The Fineblanking process involves four steps:

  1. Clamping: The metal sheet is clamped between the punch and the die with a ring-shaped tool called a stinger. The stinger applies high pressure to the sheet and creates lateral pressure on the inner surface of the cut edge. This helps to prevent tearing and lateral flow of metal in the shear zone.
  2. Counterforce: This applies opposing pressure to the part shape during the blanking process.
  3. Blanking: The punch blanks the metal sheet into a part along the edge shape of the die. The ejector applies counter pressure to the sheet from below and compresses the material in the shear zone. This creates three-way compressive stress in the material and eliminates tensile stress that causes bending, stretching, and tearing. The result is a pure shear along the cut edge that produces a smooth and even surface. The clearance is typically 0.5% to 1% of the material thickness, which is much smaller than in conventional blanking. The small clearance reduces the stress concentration and improves the material’s plasticity in the shear zone. The punch starts to move downward and pierces the metal sheet with a small clearance between the punch and the die.
  4. Ejection: The punch retracts and the ejector pushes the cut part out of the die. The stinger releases the clamped sheet and prepares for the next cycle.
  5. What are the advantages of Fineblanking technology?

    Fineblanking technology offers several advantages over conventional blanking or other metal-forming methods such as machining, forging, casting, or powder metallurgy. Some of these advantages are:

    High-quality edges: Fineblanked parts have cleanly sheared and straight-cut edges that can hold very tight dimensional tolerances throughout the thickness of the part. The straight-cut edges also provide excellent and functional bearing surfaces.

    High strength: Fineblanked parts are made with rolled stock, which makes them inherently stronger than powder metal components or cast components. Often this increased strength enables engineers to design smaller, lighter fineblanked components than would be designed for PM or casting.

    High precision: Fineblanked parts have excellent flatness as a result of the counter pressure applied throughout the blanking cycle. This often eliminates the need for secondary grinding or reduces the amount of stock that needs to be removed in grinding, saving time and cost.

    High flexibility: Fineblanked parts can have complex shapes and features that are difficult or impossible to produce by other methods. Multi-station progressive Fineblanking tooling can create parts with forms, bends, coining, countersinks, counterbores, and more in one operation.

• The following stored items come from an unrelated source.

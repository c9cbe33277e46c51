//! Build script for musicapp-storage.
//!
//! This script ensures the crate is rebuilt when database migrations change.

fn main() {
    // Trigger rebuild when migrations change
    println!("cargo:rerun-if-changed=migrations");
}
/// Authentication API routes
use crate::{
    api::{artists::MessageResponse, ValidatedJson},
    error::{ErrorResponse, Result, ServerError},
    middleware::AuthenticatedUser,
    state::AppState,
};
use axum::{extract::State, Json};
use musicapp_core::{
    LoginUser, RegisterUser, Role, StorageContext, User, UserWithRoles, DEFAULT_ROLE,
};
use serde::Serialize;
use utoipa::ToSchema;

#[derive(Debug, Serialize, ToSchema)]
pub struct RegisterResponse {
    pub success: bool,
    pub user: User,
    pub token: String,
    pub role: Option<Role>,
}

#[derive(Debug, Serialize, ToSchema)]
pub struct LoginResponse {
    pub success: bool,
    pub user: User,
    pub token: String,
    pub roles: Vec<String>,
}

fn invalid_credentials() -> ServerError {
    ServerError::Auth("Invalid credentials".to_string())
}

/// POST /api/register - Create an account with the default role
#[utoipa::path(
    post,
    path = "/api/register",
    tag = "auth",
    request_body = RegisterUser,
    responses(
        (status = 200, description = "Account created and logged in", body = RegisterResponse),
        (status = 422, description = "Invalid fields or email taken", body = ErrorResponse),
    )
)]
pub async fn register(
    State(app_state): State<AppState>,
    ValidatedJson(req): ValidatedJson<RegisterUser>,
) -> Result<Json<RegisterResponse>> {
    let password_hash = app_state.auth_service.hash_password(&req.password)?;

    let registered = app_state
        .db
        .register_user(&req, &password_hash, DEFAULT_ROLE)
        .await?;
    let issued = app_state
        .auth_service
        .create_access_token(registered.user.id)?;

    tracing::info!(user_id = registered.user.id, "User registered");

    Ok(Json(RegisterResponse {
        success: true,
        role: registered.roles.into_iter().next(),
        user: registered.user,
        token: issued.token,
    }))
}

/// POST /api/login
#[utoipa::path(
    post,
    path = "/api/login",
    tag = "auth",
    request_body = LoginUser,
    responses(
        (status = 200, description = "Logged in", body = LoginResponse),
        (status = 401, description = "Invalid credentials", body = ErrorResponse),
        (status = 422, description = "Invalid fields", body = ErrorResponse),
    )
)]
pub async fn login(
    State(app_state): State<AppState>,
    ValidatedJson(req): ValidatedJson<LoginUser>,
) -> Result<Json<LoginResponse>> {
    // Look up user by email
    let user = app_state
        .db
        .find_user_by_email(&req.email)
        .await?
        .ok_or_else(invalid_credentials)?;

    let password_hash = app_state
        .db
        .get_password_hash(user.id)
        .await?
        .ok_or_else(invalid_credentials)?;

    // Verify password
    if !app_state
        .auth_service
        .verify_password(&req.password, &password_hash)?
    {
        tracing::warn!(user_id = user.id, "Login with wrong password");
        return Err(invalid_credentials());
    }

    let roles = app_state
        .db
        .get_user_with_roles(user.id)
        .await?
        .map(|u| u.role_names())
        .unwrap_or_default();
    let issued = app_state.auth_service.create_access_token(user.id)?;

    Ok(Json(LoginResponse {
        success: true,
        user,
        token: issued.token,
        roles,
    }))
}

/// POST /api/logout - Revoke the presented token
#[utoipa::path(
    post,
    path = "/api/logout",
    tag = "auth",
    responses(
        (status = 200, description = "Token revoked", body = MessageResponse),
        (status = 401, description = "Missing or invalid token", body = ErrorResponse),
    ),
    security(("bearerAuth" = []))
)]
pub async fn logout(
    State(app_state): State<AppState>,
    user: AuthenticatedUser,
) -> Result<Json<MessageResponse>> {
    app_state
        .db
        .revoke_token(&user.jti, user.expires_at)
        .await?;
    tracing::info!(user_id = user.user_id, "Logged out");

    Ok(Json(MessageResponse {
        message: "Logged out successfully".to_string(),
    }))
}

/// GET /api/user - The authenticated user with roles
#[utoipa::path(
    get,
    path = "/api/user",
    tag = "auth",
    responses(
        (status = 200, description = "The authenticated user", body = UserWithRoles),
        (status = 401, description = "Missing or invalid token", body = ErrorResponse),
    ),
    security(("bearerAuth" = []))
)]
pub async fn current_user(
    State(app_state): State<AppState>,
    user: AuthenticatedUser,
) -> Result<Json<UserWithRoles>> {
    let found = app_state
        .db
        .get_user_with_roles(user.user_id)
        .await?
        .ok_or_else(|| ServerError::NotFound("User not found".to_string()))?;

    Ok(Json(found))
}
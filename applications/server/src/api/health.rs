/// Health check API routes
use crate::state::AppState;
use axum::{extract::State, http::StatusCode, Json};
use serde::Serialize;
use utoipa::ToSchema;

#[derive(Debug, Serialize, ToSchema)]
pub struct HealthResponse {
    pub status: String,
    pub database: String,
    pub version: String,
}

/// GET /api/health - Liveness plus a database round trip
#[utoipa::path(
    get,
    path = "/api/health",
    tag = "health",
    responses(
        (status = 200, description = "Server and database are up", body = HealthResponse),
        (status = 503, description = "Database unreachable", body = HealthResponse),
    )
)]
pub async fn health(State(app_state): State<AppState>) -> (StatusCode, Json<HealthResponse>) {
    let (status, code, database) = match app_state.db.ping().await {
        Ok(()) => ("ok", StatusCode::OK, "ok"),
        Err(e) => {
            tracing::error!("Health check failed: {}", e);
            ("degraded", StatusCode::SERVICE_UNAVAILABLE, "unreachable")
        }
    };

    (
        code,
        Json(HealthResponse {
            status: status.to_string(),
            database: database.to_string(),
            version: env!("CARGO_PKG_VERSION").to_string(),
        }),
    )
}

    High accuracy: Fineblanked parts have high positional accuracy and repeatability as a result of the construction of fineblank tooling. True position tolerances can be held very closely throughout the life of a tool.

    What are some applications of Fineblanking technology?

    Fineblanking technology can be used to produce parts for various industries such as automobiles, motorcycles, electronics, medical devices, aerospace, defense, and more. Some examples of fineblanked parts are:

    – Gears

    – Levers

    – Flanges

    – Brackets

    – Plates

    – Housings

    – Valves

    – Connectors

    – Washers

    – Spacers

    The benefit to Fineblanking is that it eliminates extra steps in the manufacturing process, saving costs. For example, casting, stampings and cold headings would require secondary machining/operations.

    Fineblanking technology is a powerful metal-forming process that can help you achieve high-quality, high-precision, and high-strength parts for your applications at a lower cost. If you are interested in learning more about Fineblanking technology or want to get a quote for your project, contact us today. We are a leading Fineblanking company with state-of-the-art equipment, in-house finishing capabilities, and experienced engineers. We can help you design and produce fineblanked parts that meet your specifications and exceed your expectations.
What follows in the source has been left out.